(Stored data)

※ ※ ※

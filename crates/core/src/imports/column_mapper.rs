//! Heuristic mapping of CSV headers onto lead fields.
//!
//! Each header is lower-cased and checked against [`MAPPING_RULES`] in order.
//! The first matching rule decides the field. When two headers resolve to the
//! same field the first one keeps it and the later ones are reported as
//! conflicts and left unmapped for the user to resolve.

use serde::{Deserialize, Serialize};

use super::imports_model::ColumnMapping;
use crate::leads::{LeadDraft, LeadField};

/// A substring predicate that assigns a lead field.
///
/// A header matches when it contains every token of `all_of` and, if
/// `any_of` is non-empty, at least one token of `any_of`.
#[derive(Debug, Clone, Copy, PartialEq, Eq)]
pub struct MappingRule {
    pub field: LeadField,
    pub all_of: &'static [&'static str],
    pub any_of: &'static [&'static str],
}

impl MappingRule {
    const fn new(
        field: LeadField,
        all_of: &'static [&'static str],
        any_of: &'static [&'static str],
    ) -> Self {
        Self {
            field,
            all_of,
            any_of,
        }
    }

    /// Tests an already lower-cased header.
    pub fn matches(&self, header: &str) -> bool {
        self.all_of.iter().all(|token| header.contains(token))
            && (self.any_of.is_empty() || self.any_of.iter().any(|token| header.contains(token)))
    }
}

/// Rules in priority order. UTM rules come first so "utm_campaign" never
/// falls through to a generic rule.
pub const MAPPING_RULES: &[MappingRule] = &[
    MappingRule::new(LeadField::UtmSource, &["utm", "source"], &[]),
    MappingRule::new(LeadField::UtmMedium, &["utm", "medium"], &[]),
    MappingRule::new(LeadField::UtmCampaign, &["utm", "campaign"], &[]),
    MappingRule::new(LeadField::UtmTerm, &["utm", "term"], &[]),
    MappingRule::new(LeadField::UtmContent, &["utm", "content"], &[]),
    MappingRule::new(LeadField::FullName, &["name", "full"], &[]),
    MappingRule::new(LeadField::FirstName, &["name"], &["first", "given"]),
    MappingRule::new(LeadField::LastName, &["name"], &["last", "family", "surname"]),
    MappingRule::new(LeadField::Email, &[], &["email", "mail"]),
    MappingRule::new(LeadField::Phone, &[], &["phone", "mobile", "tel"]),
    MappingRule::new(LeadField::City, &[], &["city", "location"]),
    MappingRule::new(LeadField::Address, &[], &["address", "street"]),
    MappingRule::new(LeadField::Budget, &[], &["budget", "price"]),
    MappingRule::new(LeadField::Notes, &[], &["note", "comment"]),
    MappingRule::new(LeadField::FullName, &["name"], &[]),
];

/// Two headers resolved to the same field.
///
/// Auto-map leaves `column` unmapped. A manual mapping keeps both columns,
/// and only `kept_column` supplies the value.
#[derive(Debug, Clone, PartialEq, Eq, Serialize, Deserialize)]
#[serde(rename_all = "camelCase")]
pub struct MappingConflict {
    pub column: String,
    pub field: LeadField,
    pub kept_column: String,
}

/// Other fields a header also matched after its winning rule.
#[derive(Debug, Clone, PartialEq, Eq, Serialize, Deserialize)]
#[serde(rename_all = "camelCase")]
pub struct MappingAlternatives {
    pub column: String,
    pub fields: Vec<LeadField>,
}

/// Result of auto-mapping a header row.
#[derive(Debug, Clone, Default, PartialEq, Eq, Serialize, Deserialize)]
#[serde(rename_all = "camelCase")]
pub struct MappingProposal {
    pub mapping: ColumnMapping,
    pub unmapped: Vec<String>,
    pub conflicts: Vec<MappingConflict>,
    pub alternatives: Vec<MappingAlternatives>,
}

impl MappingProposal {
    /// True when some header could not be mapped because its field was taken.
    pub fn is_ambiguous(&self) -> bool {
        !self.conflicts.is_empty()
    }
}

/// Returns the field the first matching rule assigns to `header`, if any.
pub fn auto_map_header(header: &str) -> Option<LeadField> {
    let lower = header.trim().to_lowercase();
    if lower.is_empty() {
        return None;
    }
    MAPPING_RULES
        .iter()
        .find(|rule| rule.matches(&lower))
        .map(|rule| rule.field)
}

fn matching_fields(header: &str) -> Vec<LeadField> {
    let lower = header.trim().to_lowercase();
    let mut fields: Vec<LeadField> = Vec::new();
    if lower.is_empty() {
        return fields;
    }
    for rule in MAPPING_RULES.iter().filter(|rule| rule.matches(&lower)) {
        if !fields.contains(&rule.field) {
            fields.push(rule.field);
        }
    }
    fields
}

/// Proposes a column mapping for a header row.
///
/// Deterministic: the same headers always produce the same proposal.
pub fn auto_map(headers: &[String]) -> MappingProposal {
    let mut proposal = MappingProposal::default();

    for header in headers {
        let mut fields = matching_fields(header).into_iter();
        let Some(field) = fields.next() else {
            proposal.unmapped.push(header.clone());
            continue;
        };

        let others: Vec<LeadField> = fields.collect();
        if !others.is_empty() {
            proposal.alternatives.push(MappingAlternatives {
                column: header.clone(),
                fields: others,
            });
        }

        let kept = proposal
            .mapping
            .columns_for(field)
            .first()
            .map(|c| c.to_string());
        match kept {
            Some(kept_column) => {
                log::debug!(
                    "Column '{}' also maps to {}, already taken by '{}'",
                    header,
                    field,
                    kept_column
                );
                proposal.conflicts.push(MappingConflict {
                    column: header.clone(),
                    field,
                    kept_column,
                });
                proposal.unmapped.push(header.clone());
            }
            None => proposal.mapping.insert(header.clone(), field),
        }
    }

    proposal
}

/// Projects one CSV row onto lead fields. Unmapped columns are dropped.
pub fn apply_mapping(mapping: &ColumnMapping, headers: &[String], row: &[String]) -> LeadDraft {
    let mut draft = LeadDraft::default();
    for (index, header) in headers.iter().enumerate() {
        let (Some(field), Some(value)) = (mapping.get(header), row.get(index)) else {
            continue;
        };
        draft.set_if_empty(field, value);
    }
    draft
}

※ ※ ※

Output all of the data in full, exactly as given.

filename crates/core/src/imports/column_mapper.rs
//! Heuristic mapping of CSV headers onto lead fields.
//!
//! Each header is lower-cased and checked against [`MAPPING_RULES`] in order.
//! The first matching rule decides the field. When two headers resolve to the
//! same field the first one keeps it and the later ones are reported as
//! conflicts and left unmapped for the user to resolve.

use serde::{Deserialize, Serialize};

use super::imports_model::ColumnMapping;
use crate::leads::{LeadDraft, LeadField};

/// A substring predicate that assigns a lead field.
///
/// A header matches when it contains every token of `all_of` and, if
/// `any_of` is non-empty, at least one token of `any_of`.
#[derive(Debug, Clone, Copy, PartialEq, Eq)]
pub struct MappingRule {
    pub field: LeadField,
    pub all_of: &'static [&'static str],
    pub any_of: &'static [&'static str],
}

impl MappingRule {
    const fn new(
        field: LeadField,
        all_of: &'static [&'static str],
        any_of: &'static [&'static str],
    ) -> Self {
        Self {
            field,
            all_of,
            any_of,
        }
    }

    /// Tests an already lower-cased header.
    pub fn matches(&self, header: &str) -> bool {
        self.all_of.iter().all(|token| header.contains(token))
            && (self.any_of.is_empty() || self.any_of.iter().any(|token| header.contains(token)))
    }
}

/// Rules in priority order. UTM rules come first so "utm_campaign" never
/// falls through to a generic rule.
pub const MAPPING_RULES: &[MappingRule] = &[
    MappingRule::new(LeadField::UtmSource, &["utm", "source"], &[]),
    MappingRule::new(LeadField::UtmMedium, &["utm", "medium"], &[]),
    MappingRule::new(LeadField::UtmCampaign, &["utm", "campaign"], &[]),
    MappingRule::new(LeadField::UtmTerm, &["utm", "term"], &[]),
    MappingRule::new(LeadField::UtmContent, &["utm", "content"], &[]),
    MappingRule::new(LeadField::FullName, &["name", "full"], &[]),
    MappingRule::new(LeadField::FirstName, &["name"], &["first", "given"]),
    MappingRule::new(LeadField::LastName, &["name"], &["last", "family", "surname"]),
    MappingRule::new(LeadField::Email, &[], &["email", "mail"]),
    MappingRule::new(LeadField::Phone, &[], &["phone", "mobile", "tel"]),
    MappingRule::new(LeadField::City, &[], &["city", "location"]),
    MappingRule::new(LeadField::Address, &[], &["address", "street"]),
    MappingRule::new(LeadField::Budget, &[], &["budget", "price"]),
    MappingRule::new(LeadField::Notes, &[], &["note", "comment"]),
    MappingRule::new(LeadField::FullName, &["name"], &[]),
];

/// Two headers resolved to the same field.
///
/// Auto-map leaves `column` unmapped. A manual mapping keeps both columns,
/// and only `kept_column` supplies the value.
#[derive(Debug, Clone, PartialEq, Eq, Serialize, Deserialize)]
#[serde(rename_all = "camelCase")]
pub struct MappingConflict {
    pub column: String,
    pub field: LeadField,
    pub kept_column: String,
}

/// Other fields a header also matched after its winning rule.
#[derive(Debug, Clone, PartialEq, Eq, Serialize, Deserialize)]
#[serde(rename_all = "camelCase")]
pub struct MappingAlternatives {
    pub column: String,
    pub fields: Vec<LeadField>,
}

/// Result of auto-mapping a header row.
#[derive(Debug, Clone, Default, PartialEq, Eq, Serialize, Deserialize)]
#[serde(rename_all = "camelCase")]
pub struct MappingProposal {
    pub mapping: ColumnMapping,
    pub unmapped: Vec<String>,
    pub conflicts: Vec<MappingConflict>,
    pub alternatives: Vec<MappingAlternatives>,
}

impl MappingProposal {
    /// True when some header could not be mapped because its field was taken.
    pub fn is_ambiguous(&self) -> bool {
        !self.conflicts.is_empty()
    }
}

/// Returns the field the first matching rule assigns to `header`, if any.
pub fn auto_map_header(header: &str) -> Option<LeadField> {
    let lower = header.trim().to_lowercase();
    if lower.is_empty() {
        return None;
    }
    MAPPING_RULES
        .iter()
        .find(|rule| rule.matches(&lower))
        .map(|rule| rule.field)
}

fn matching_fields(header: &str) -> Vec<LeadField> {
    let lower = header.trim().to_lowercase();
    let mut fields: Vec<LeadField> = Vec::new();
    if lower.is_empty() {
        return fields;
    }
    for rule in MAPPING_RULES.iter().filter(|rule| rule.matches(&lower)) {
        if !fields.contains(&rule.field) {
            fields.push(rule.field);
        }
    }
    fields
}

/// Proposes a column mapping for a header row.
///
/// Deterministic: the same headers always produce the same proposal.
pub fn auto_map(headers: &[String]) -> MappingProposal {
    let mut proposal = MappingProposal::default();

    for header in headers {
        let mut fields = matching_fields(header).into_iter();
        let Some(field) = fields.next() else {
            proposal.unmapped.push(header.clone());
            continue;
        };

        let others: Vec<LeadField> = fields.collect();
        if !others.is_empty() {
            proposal.alternatives.push(MappingAlternatives {
                column: header.clone(),
                fields: others,
            });
        }

        let kept = proposal
            .mapping
            .columns_for(field)
            .first()
            .map(|c| c.to_string());
        match kept {
            Some(kept_column) => {
                log::debug!(
                    "Column '{}' also maps to {}, already taken by '{}'",
                    header,
                    field,
                    kept_column
                );
                proposal.conflicts.push(MappingConflict {
                    column: header.clone(),
                    field,
                    kept_column,
                });
                proposal.unmapped.push(header.clone());
            }
            None => proposal.mapping.insert(header.clone(), field),
        }
    }

    proposal
}

/// Projects one CSV row onto lead fields. Unmapped columns are dropped.
pub fn apply_mapping(mapping: &ColumnMapping, headers: &[String], row: &[String]) -> LeadDraft {
    let mut draft = LeadDraft::default();
    for (index, header) in headers.iter().enumerate() {
        let (Some(field), Some(value)) = (mapping.get(header), row.get(index)) else {
            continue;
        };
        draft.set_if_empty(field, value);
    }
    draft
}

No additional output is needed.